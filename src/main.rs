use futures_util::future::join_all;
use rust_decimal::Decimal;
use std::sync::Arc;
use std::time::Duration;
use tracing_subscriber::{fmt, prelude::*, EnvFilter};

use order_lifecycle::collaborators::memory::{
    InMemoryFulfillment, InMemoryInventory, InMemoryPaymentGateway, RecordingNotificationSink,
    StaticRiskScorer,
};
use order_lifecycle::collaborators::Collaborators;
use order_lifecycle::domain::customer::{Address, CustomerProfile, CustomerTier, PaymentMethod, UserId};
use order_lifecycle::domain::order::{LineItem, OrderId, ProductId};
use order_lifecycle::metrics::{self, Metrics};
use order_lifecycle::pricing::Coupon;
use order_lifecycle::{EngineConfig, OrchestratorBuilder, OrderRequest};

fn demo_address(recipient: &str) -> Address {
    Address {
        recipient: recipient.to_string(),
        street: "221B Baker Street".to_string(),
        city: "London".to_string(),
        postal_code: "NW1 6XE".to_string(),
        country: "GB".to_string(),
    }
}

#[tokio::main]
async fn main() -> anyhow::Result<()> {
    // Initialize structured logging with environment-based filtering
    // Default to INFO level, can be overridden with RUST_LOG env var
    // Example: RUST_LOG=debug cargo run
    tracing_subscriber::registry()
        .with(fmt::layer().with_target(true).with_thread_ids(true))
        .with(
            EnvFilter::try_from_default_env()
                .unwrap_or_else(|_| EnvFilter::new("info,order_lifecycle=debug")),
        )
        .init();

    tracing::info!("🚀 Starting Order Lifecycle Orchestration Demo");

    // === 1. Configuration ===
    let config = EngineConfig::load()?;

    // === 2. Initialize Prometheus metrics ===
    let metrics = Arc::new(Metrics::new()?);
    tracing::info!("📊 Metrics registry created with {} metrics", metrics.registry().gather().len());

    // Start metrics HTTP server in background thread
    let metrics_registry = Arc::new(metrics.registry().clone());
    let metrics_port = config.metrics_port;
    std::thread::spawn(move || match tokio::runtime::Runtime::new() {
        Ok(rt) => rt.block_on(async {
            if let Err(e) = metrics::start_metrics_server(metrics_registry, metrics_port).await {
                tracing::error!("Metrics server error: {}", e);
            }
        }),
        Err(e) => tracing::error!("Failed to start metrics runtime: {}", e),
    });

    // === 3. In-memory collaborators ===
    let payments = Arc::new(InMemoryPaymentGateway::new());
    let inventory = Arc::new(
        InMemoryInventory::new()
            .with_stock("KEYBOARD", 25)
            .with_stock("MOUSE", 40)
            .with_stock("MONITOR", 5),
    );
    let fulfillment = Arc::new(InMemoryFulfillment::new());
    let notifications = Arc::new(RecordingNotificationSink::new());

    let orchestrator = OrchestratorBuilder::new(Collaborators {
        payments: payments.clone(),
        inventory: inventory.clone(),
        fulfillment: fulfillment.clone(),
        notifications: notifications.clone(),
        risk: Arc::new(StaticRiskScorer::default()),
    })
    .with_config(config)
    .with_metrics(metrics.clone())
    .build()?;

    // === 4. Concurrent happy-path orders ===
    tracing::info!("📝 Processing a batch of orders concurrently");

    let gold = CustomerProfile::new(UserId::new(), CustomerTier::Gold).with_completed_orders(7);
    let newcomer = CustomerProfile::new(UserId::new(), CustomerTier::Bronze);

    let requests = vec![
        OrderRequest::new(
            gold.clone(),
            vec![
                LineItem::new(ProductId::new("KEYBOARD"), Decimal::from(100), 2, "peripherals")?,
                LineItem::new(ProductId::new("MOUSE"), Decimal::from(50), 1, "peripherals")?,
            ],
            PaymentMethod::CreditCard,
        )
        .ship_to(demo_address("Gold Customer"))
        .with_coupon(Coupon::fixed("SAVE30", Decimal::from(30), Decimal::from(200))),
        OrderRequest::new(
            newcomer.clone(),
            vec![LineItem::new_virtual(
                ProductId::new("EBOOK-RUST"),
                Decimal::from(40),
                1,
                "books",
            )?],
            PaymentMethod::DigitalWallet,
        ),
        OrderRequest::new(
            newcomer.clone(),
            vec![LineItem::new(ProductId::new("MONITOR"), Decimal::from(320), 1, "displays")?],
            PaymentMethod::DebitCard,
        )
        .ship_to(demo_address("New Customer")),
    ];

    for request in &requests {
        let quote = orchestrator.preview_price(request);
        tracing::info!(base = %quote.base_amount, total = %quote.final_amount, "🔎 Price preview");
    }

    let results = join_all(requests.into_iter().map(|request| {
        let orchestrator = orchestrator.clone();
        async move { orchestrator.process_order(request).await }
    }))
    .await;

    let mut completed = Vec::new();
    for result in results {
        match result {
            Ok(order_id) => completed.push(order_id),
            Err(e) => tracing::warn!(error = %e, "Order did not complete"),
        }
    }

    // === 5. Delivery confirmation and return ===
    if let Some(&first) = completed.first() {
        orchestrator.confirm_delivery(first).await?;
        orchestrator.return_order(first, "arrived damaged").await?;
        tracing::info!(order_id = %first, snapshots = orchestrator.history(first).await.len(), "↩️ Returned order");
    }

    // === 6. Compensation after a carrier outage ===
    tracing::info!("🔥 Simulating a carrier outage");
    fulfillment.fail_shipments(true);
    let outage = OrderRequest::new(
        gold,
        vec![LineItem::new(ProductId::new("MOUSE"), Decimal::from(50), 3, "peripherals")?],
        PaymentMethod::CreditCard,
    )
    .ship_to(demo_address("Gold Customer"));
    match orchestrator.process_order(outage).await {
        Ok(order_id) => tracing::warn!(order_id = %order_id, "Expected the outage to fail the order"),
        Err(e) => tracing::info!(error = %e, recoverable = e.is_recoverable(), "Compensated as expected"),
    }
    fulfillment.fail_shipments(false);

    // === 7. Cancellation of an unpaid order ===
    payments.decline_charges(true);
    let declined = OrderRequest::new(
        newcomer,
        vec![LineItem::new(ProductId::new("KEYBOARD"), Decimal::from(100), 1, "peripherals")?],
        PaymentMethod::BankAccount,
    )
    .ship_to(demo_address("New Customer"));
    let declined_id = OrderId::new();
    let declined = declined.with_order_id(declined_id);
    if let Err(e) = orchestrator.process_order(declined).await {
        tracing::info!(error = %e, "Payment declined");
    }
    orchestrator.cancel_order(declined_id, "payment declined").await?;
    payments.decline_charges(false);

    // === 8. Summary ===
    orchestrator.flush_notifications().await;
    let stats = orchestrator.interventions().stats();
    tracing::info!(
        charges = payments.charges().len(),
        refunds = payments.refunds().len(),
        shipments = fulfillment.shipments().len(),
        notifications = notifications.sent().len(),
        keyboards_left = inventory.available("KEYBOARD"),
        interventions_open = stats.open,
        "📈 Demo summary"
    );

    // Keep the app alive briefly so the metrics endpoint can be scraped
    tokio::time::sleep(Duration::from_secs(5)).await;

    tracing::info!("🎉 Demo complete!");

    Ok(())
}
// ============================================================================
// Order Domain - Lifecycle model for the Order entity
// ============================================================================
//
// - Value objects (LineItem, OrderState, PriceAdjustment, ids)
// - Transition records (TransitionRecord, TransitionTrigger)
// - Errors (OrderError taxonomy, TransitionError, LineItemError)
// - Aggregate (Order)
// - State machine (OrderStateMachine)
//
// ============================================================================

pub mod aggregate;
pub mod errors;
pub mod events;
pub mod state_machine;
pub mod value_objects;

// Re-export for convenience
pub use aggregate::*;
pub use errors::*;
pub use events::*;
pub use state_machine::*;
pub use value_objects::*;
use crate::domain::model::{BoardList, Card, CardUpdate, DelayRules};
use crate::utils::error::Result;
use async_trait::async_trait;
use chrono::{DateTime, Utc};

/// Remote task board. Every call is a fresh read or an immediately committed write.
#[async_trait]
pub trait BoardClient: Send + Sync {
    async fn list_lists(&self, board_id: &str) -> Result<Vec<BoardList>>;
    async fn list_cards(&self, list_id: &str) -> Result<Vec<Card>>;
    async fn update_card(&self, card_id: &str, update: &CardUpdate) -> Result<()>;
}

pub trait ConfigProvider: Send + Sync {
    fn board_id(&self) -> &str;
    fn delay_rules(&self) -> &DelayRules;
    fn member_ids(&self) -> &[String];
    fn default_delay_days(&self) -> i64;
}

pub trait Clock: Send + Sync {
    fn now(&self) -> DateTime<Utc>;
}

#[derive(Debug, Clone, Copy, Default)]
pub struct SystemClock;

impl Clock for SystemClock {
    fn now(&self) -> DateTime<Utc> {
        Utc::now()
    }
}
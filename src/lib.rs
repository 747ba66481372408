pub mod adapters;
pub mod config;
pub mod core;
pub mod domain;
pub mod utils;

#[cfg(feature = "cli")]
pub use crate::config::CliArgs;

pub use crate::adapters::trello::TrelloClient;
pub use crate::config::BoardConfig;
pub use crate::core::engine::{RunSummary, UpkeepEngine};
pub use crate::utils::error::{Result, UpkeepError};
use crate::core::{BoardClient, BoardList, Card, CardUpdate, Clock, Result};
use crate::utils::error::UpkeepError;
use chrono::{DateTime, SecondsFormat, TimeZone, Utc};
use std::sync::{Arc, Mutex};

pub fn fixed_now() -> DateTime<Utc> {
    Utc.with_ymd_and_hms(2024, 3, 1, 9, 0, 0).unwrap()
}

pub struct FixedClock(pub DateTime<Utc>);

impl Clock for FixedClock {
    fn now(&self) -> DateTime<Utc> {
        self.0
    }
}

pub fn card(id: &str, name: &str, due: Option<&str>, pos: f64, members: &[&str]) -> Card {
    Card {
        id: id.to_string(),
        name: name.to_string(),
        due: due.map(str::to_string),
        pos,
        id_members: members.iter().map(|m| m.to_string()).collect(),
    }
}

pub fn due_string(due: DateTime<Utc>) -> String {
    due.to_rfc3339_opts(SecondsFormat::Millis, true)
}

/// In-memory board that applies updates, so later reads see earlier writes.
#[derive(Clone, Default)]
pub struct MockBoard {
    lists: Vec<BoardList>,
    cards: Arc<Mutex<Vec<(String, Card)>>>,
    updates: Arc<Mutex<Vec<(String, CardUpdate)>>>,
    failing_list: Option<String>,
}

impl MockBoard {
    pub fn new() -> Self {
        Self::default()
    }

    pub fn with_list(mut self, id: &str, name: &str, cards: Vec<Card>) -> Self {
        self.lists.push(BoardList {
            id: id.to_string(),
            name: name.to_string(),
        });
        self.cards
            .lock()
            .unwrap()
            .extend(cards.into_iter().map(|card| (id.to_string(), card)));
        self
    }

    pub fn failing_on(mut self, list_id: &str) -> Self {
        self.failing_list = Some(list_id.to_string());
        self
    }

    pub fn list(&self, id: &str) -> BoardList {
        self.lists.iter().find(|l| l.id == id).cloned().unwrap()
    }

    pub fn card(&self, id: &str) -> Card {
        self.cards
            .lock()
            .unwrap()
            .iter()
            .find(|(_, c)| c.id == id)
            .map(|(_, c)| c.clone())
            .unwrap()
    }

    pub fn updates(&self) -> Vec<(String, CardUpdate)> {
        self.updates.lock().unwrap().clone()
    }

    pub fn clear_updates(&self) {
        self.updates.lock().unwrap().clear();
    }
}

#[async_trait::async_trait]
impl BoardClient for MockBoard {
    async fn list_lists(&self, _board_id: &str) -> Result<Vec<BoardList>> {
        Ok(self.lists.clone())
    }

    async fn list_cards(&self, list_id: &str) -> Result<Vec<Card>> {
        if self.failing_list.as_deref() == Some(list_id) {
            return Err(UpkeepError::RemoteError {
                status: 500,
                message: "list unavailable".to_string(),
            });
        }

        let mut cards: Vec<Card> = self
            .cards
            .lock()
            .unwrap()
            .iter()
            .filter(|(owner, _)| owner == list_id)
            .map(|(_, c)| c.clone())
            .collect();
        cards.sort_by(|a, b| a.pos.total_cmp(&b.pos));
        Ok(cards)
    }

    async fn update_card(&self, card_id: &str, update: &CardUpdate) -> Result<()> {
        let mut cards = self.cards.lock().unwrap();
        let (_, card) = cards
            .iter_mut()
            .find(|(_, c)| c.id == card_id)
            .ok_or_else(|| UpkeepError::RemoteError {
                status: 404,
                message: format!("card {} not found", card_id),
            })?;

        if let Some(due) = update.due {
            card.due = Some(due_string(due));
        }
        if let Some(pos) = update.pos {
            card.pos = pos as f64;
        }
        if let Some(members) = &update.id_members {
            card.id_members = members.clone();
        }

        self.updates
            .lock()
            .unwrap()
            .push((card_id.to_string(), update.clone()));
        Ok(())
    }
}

· · · ·

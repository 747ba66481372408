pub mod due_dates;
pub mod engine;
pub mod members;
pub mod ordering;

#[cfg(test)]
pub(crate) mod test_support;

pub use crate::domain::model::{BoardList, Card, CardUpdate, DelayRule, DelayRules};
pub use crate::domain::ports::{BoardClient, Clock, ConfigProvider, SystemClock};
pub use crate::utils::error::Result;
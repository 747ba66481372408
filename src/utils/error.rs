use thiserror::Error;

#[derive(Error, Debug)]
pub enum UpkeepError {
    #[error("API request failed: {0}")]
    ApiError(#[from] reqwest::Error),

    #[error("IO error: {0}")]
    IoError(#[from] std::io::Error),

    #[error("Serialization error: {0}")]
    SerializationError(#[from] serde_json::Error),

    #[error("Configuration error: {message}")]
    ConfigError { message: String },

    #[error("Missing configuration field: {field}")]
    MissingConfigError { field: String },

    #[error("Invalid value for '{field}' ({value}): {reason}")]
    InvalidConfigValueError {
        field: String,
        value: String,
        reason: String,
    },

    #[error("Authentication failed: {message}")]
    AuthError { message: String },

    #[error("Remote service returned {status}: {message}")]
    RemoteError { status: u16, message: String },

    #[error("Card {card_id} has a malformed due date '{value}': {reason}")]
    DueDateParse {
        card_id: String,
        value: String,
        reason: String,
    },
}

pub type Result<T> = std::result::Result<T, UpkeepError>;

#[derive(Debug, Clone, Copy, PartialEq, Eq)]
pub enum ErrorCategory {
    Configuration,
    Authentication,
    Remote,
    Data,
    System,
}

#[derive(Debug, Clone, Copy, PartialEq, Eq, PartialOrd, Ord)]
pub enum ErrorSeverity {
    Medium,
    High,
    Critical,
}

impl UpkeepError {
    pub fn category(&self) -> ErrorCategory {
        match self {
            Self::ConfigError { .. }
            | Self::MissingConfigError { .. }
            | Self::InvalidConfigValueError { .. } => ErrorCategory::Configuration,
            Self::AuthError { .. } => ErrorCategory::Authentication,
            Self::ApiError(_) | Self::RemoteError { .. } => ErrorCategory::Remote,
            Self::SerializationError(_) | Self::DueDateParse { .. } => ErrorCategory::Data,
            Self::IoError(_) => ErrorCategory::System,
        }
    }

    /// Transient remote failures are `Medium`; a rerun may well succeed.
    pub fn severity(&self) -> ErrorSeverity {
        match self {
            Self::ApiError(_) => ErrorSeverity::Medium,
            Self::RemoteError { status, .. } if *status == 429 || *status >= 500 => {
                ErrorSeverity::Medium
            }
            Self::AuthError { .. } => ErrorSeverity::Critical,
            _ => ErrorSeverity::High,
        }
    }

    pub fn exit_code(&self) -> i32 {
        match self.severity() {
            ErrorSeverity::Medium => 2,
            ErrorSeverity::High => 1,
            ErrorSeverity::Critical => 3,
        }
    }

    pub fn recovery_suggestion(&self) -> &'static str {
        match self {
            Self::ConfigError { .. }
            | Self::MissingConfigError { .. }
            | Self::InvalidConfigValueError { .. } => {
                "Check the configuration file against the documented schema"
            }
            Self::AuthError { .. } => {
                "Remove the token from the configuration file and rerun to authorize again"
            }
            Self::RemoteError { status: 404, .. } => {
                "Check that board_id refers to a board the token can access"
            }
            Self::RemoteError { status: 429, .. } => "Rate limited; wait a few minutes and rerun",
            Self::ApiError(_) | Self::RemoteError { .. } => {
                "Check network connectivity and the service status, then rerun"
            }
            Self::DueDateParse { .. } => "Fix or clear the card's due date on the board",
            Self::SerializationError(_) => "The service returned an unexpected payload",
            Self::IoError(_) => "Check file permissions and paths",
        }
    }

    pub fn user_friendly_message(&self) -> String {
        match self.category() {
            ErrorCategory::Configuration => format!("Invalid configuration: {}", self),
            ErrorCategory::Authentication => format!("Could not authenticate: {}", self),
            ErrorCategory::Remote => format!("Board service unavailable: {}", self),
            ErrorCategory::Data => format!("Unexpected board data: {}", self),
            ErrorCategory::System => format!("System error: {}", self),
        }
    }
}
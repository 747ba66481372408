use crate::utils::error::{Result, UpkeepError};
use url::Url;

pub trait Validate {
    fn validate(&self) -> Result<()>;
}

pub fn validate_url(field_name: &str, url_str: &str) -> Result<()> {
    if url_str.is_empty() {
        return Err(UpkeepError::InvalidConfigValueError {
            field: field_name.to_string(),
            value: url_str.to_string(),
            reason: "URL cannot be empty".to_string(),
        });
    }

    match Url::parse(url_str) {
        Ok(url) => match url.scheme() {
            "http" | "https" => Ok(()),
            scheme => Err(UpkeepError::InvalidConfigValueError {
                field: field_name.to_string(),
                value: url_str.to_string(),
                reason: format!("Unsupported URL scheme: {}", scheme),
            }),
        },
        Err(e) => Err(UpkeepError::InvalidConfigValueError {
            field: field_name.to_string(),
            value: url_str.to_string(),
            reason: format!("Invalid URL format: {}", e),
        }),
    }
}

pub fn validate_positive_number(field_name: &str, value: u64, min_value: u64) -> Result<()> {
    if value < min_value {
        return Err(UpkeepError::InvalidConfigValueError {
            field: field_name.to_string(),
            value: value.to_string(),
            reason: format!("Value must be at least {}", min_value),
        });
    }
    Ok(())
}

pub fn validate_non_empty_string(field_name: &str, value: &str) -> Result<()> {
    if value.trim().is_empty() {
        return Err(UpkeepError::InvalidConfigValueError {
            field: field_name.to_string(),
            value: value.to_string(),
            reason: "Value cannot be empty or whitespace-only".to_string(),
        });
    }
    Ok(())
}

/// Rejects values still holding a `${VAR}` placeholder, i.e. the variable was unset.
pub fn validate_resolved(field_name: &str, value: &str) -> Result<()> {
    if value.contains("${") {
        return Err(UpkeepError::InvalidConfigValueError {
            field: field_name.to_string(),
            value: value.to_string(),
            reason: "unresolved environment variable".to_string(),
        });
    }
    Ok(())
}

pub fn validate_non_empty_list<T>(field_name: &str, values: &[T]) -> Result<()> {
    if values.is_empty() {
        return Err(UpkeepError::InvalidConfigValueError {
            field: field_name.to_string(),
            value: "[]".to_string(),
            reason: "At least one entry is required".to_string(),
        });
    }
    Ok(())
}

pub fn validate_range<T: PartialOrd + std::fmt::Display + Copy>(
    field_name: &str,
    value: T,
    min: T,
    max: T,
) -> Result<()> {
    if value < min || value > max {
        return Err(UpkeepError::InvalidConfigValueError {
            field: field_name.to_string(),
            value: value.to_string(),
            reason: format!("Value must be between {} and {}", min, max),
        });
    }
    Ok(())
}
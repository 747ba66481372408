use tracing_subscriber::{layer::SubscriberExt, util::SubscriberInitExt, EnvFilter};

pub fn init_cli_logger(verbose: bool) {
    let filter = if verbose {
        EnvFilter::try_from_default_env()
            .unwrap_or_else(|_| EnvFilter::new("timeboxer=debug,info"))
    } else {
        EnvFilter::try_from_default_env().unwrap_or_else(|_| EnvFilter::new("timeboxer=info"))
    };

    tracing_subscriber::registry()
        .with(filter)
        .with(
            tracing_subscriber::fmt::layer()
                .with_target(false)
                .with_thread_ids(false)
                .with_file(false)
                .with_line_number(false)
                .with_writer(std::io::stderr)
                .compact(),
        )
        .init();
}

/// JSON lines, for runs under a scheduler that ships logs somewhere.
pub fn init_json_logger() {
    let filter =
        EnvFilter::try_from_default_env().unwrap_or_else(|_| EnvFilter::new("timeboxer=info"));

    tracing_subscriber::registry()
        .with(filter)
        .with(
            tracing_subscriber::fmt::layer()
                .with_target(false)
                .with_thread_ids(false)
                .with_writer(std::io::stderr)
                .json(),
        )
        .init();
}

· · · ·

**WHAT IS REQUIRED**
Which lines of the records contain "stats"? Show each of them.

**EXERCISE OUTPUT**
    let stats = orchestrator.interventions().stats();
        interventions_open = stats.open,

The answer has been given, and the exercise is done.